Pursuant to a long-standing arrangement, in the event of the death of Mr.
Liebowitz, benefits in an amount equal to twelve months' salary will be paid to
his estate. In the event of termination of Mr. Liebowitz's employment due to
illness or incapacity for a period of one year or longer, benefits equal to
twenty-four months' salary will be payable to Mr. Liebowitz.
Mr. Liebowitz receives an annual pension of $3,500 from a subsidiary's
defined benefit retirement plan which was terminated effective October 1, 1985.
COMPENSATION COMMITTEE INTERLOCKS AND INSIDER PARTICIPATION
As previously noted, the current members of the Compensation Committee are
Messrs. Cooper (a former Vice President), Safenowitz (a former Executive Vice
President) and Liebowitz, the President and Chief Executive Officer. Mr.

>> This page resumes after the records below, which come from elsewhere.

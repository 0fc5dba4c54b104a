use std::path::Path;

use anyhow::Result;
use sysinfo::Pid;
use tracing::instrument;
use xcb::{
    Connection, Xid,
    x::{self, ATOM_ANY, Atom, GetProperty, GrabServer, InternAtom, UngrabServer, Window},
};

use super::{ForegroundSnapshot, SamplePermissions, SampleSource};

fn get_pid_atom(conn: &Connection) -> Result<Atom> {
    let reply = conn.wait_for_reply(conn.send_request(&InternAtom {
        only_if_exists: false,
        name: b"_NET_WM_PID",
    }))?;
    Ok(reply.atom())
}

fn get_pid(conn: &Connection, window: Window, pid_atom: Atom) -> Result<Option<u32>> {
    let result = conn.wait_for_reply(conn.send_request(&GetProperty {
        delete: false,
        window,
        property: pid_atom,
        r#type: ATOM_ANY,
        long_offset: 0,
        long_length: 1,
    }))?;
    let result_slice = result.value::<u32>();
    if result_slice.is_empty() {
        return Ok(None);
    }
    Ok(Some(result_slice[0]))
}

fn get_process_path(id: u32) -> Result<Option<String>> {
    let system = sysinfo::System::new_all();
    let Some(process) = system.process(Pid::from_u32(id)) else {
        return Ok(None);
    };

    Ok(process
        .exe()
        .and_then(|v| v.to_str())
        .map(|v| v.to_string()))
}

fn get_active_window_atom(conn: &Connection) -> Result<Atom> {
    let active_window_atom = conn.wait_for_reply(conn.send_request(&InternAtom {
        only_if_exists: false,
        name: b"_NET_ACTIVE_WINDOW",
    }))?;
    Ok(active_window_atom.atom())
}

fn get_active_window(conn: &Connection, root: &Window, active_window_atom: Atom) -> Result<Window> {
    let result = conn.wait_for_reply(conn.send_request(&GetProperty {
        delete: false,
        window: *root,
        property: active_window_atom,
        r#type: ATOM_ANY,
        long_offset: 0,
        long_length: 1,
    }))?;
    Ok(result.value::<Window>()[0])
}

fn get_net_wm_name_atom(conn: &Connection) -> Result<Atom> {
    let response = conn.wait_for_reply(conn.send_request(&InternAtom {
        only_if_exists: false,
        name: b"_NET_WM_NAME",
    }))?;
    Ok(response.atom())
}

pub fn get_title(conn: &Connection, window: Window, wm_name_atom: Atom) -> Result<String> {
    let wm_name = conn.wait_for_reply(conn.send_request(&x::GetProperty {
        delete: false,
        window,
        property: wm_name_atom,
        r#type: x::ATOM_ANY,
        long_offset: 0,
        long_length: 1024,
    }))?;
    Ok(String::from_utf8_lossy(wm_name.value()).to_string())
}

pub struct X11SampleSource {
    connection: Connection,
    preferred_screen: i32,
    active_window_atom: Atom,
    window_name_atom: Atom,
    pid_atom: Atom,
}

impl X11SampleSource {
    pub fn new() -> Result<Self> {
        let (connection, preferred_screen) = xcb::Connection::connect(None)?;
        let active_window_atom = get_active_window_atom(&connection)?;
        let name_atom = get_net_wm_name_atom(&connection)?;
        let pid_atom = get_pid_atom(&connection)?;
        Ok(Self {
            connection,
            preferred_screen,
            active_window_atom,
            window_name_atom: name_atom,
            pid_atom,
        })
    }

    #[instrument(skip(self))]
    fn sample_inner(&self) -> Result<Option<ForegroundSnapshot>> {
        let setup = self.connection.get_setup();

        // Currently the application only supports 1 x11 screen.
        let default_window = setup
            .roots()
            .nth(self.preferred_screen.max(0) as usize)
            .unwrap()
            .root();

        let active_window =
            get_active_window(&self.connection, &default_window, self.active_window_atom)?;
        let title = get_title(&self.connection, active_window, self.window_name_atom)?;
        let Some(process_id) = get_pid(&self.connection, active_window, self.pid_atom)? else {
            return Ok(None);
        };
        let Some(owner_path) = get_process_path(process_id)? else {
            return Ok(None);
        };
        let owner_name = Path::new(&owner_path)
            .file_name()
            .map(|v| v.to_string_lossy().to_string())
            .unwrap_or_else(|| owner_path.clone());

        Ok(Some(ForegroundSnapshot {
            platform: "linux".into(),
            window_id: active_window.resource_id(),
            title: title.into(),
            owner_path: owner_path.into(),
            owner_process_id: process_id,
            owner_name: owner_name.into(),
            owner_bundle_id: None,
            url: None,
        }))
    }
}

impl SampleSource for X11SampleSource {
    #[instrument(skip(self))]
    fn sample(&mut self, _permissions: SamplePermissions) -> Result<Option<ForegroundSnapshot>> {
        assert!(self.preferred_screen >= 0);

        let _ = self.connection.send_request(&GrabServer {});

        let result = self.sample_inner();
        let _ = self.connection.send_request(&UngrabServer {});
        result
    }
}
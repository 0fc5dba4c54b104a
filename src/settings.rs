//! Read-only user settings. The daemon never writes this file; the settings
//! UI (or the user's editor) owns it, so it is re-read on every tick.

use std::path::{Path, PathBuf};

use anyhow::Result;
use serde::{Deserialize, Serialize};

use crate::sampling::SamplePermissions;

pub const SETTINGS_FILE: &str = "settings.json";

#[derive(Debug, Clone, Serialize, Deserialize)]
#[serde(rename_all = "camelCase", default)]
pub struct UserSettings {
    pub user_id: String,
    pub is_blocking_on_focus_mode: bool,
    pub accessibility_permission: bool,
    pub screen_recording_permission: bool,
    pub blocked_apps: Vec<String>,
    pub blocked_domains: Vec<String>,
}

impl Default for UserSettings {
    fn default() -> Self {
        Self {
            user_id: "local".into(),
            is_blocking_on_focus_mode: false,
            // Permissions are assumed granted until the OS proves otherwise.
            accessibility_permission: true,
            screen_recording_permission: true,
            blocked_apps: vec![],
            blocked_domains: vec![],
        }
    }
}

impl UserSettings {
    pub fn permissions(&self) -> SamplePermissions {
        SamplePermissions {
            accessibility: self.accessibility_permission,
            screen_recording: self.screen_recording_permission,
        }
    }
}

pub struct SettingsStore {
    path: PathBuf,
}

impl SettingsStore {
    pub fn new(application_dir: &Path) -> Self {
        Self {
            path: application_dir.join(SETTINGS_FILE),
        }
    }

    /// Current settings. A missing file yields the defaults, a malformed one
    /// is an error the caller surfaces.
    pub async fn current(&self) -> Result<UserSettings> {
        match tokio::fs::read_to_string(&self.path).await {
            Ok(contents) => Ok(serde_json::from_str(&contents)?),
            Err(e) if e.kind() == std::io::ErrorKind::NotFound => Ok(UserSettings::default()),
            Err(e) => Err(e.into()),
        }
    }
}
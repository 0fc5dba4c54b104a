use chrono::{DateTime, Duration, Local, NaiveDate, NaiveTime, TimeZone, Utc};

/// This is the standard way of converting a date to a string in tracksy.
pub fn date_to_record_name(date: NaiveDate) -> String {
    date.format("%Y-%m-%d").to_string()
}

/// Local calendar date a millisecond timestamp falls on. Activity files are
/// keyed by this date.
pub fn local_date_of_ms(timestamp_ms: i64) -> NaiveDate {
    Utc.timestamp_millis_opt(timestamp_ms)
        .single()
        .unwrap_or_else(Utc::now)
        .with_timezone(&Local)
        .date_naive()
}

/// Returns start of the next day.
pub fn next_day_start<Tz: TimeZone>(date: DateTime<Tz>) -> DateTime<Tz> {
    (date + Duration::days(1)).with_time(NaiveTime::MIN).unwrap()
}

Liebowitz did not participate in decisions with respect to his own
compensation. Messrs. Cooper, Liebowitz and Safenowitz are also the principal
stockholders of Marketing, with Messrs. Liebowitz and Safenowitz serving as
directors of Marketing. Mr. Liebowitz serves as Chief Executive Officer of
Marketing and is a member of the Nominating Committee and the Compensation
Committee of the board of directors of Marketing. The Company has certain
lease, service, licensing and tax sharing arrangements with Marketing. In
addition, Messrs. Cooper, Safenowitz and Liebowitz are also directors and the
principal stockholders of CLS General Partnership Corp., the general partner of
Power Test Realty Company Limited Partnership, with which the Company has
certain lease arrangements. See "Certain Transactions."
10
<PAGE> 12
REPORT OF THE COMPENSATION AND STOCK OPTION COMMITTEE
To Our Stockholders:
This report addresses the Company's compensation policies with respect to
the compensation of the Chief Executive Officer and the other Executive
Officers during fiscal 1997. The Compensation and Stock Option Committee (the
"Compensation Committee") is responsible for setting and administering the
policies which govern the Incentive Compensation Plan, the Retirement Plan, the
Supplemental Retirement Plan, the Stock Option Plans and base salary
compensation and for determining amounts payable thereunder.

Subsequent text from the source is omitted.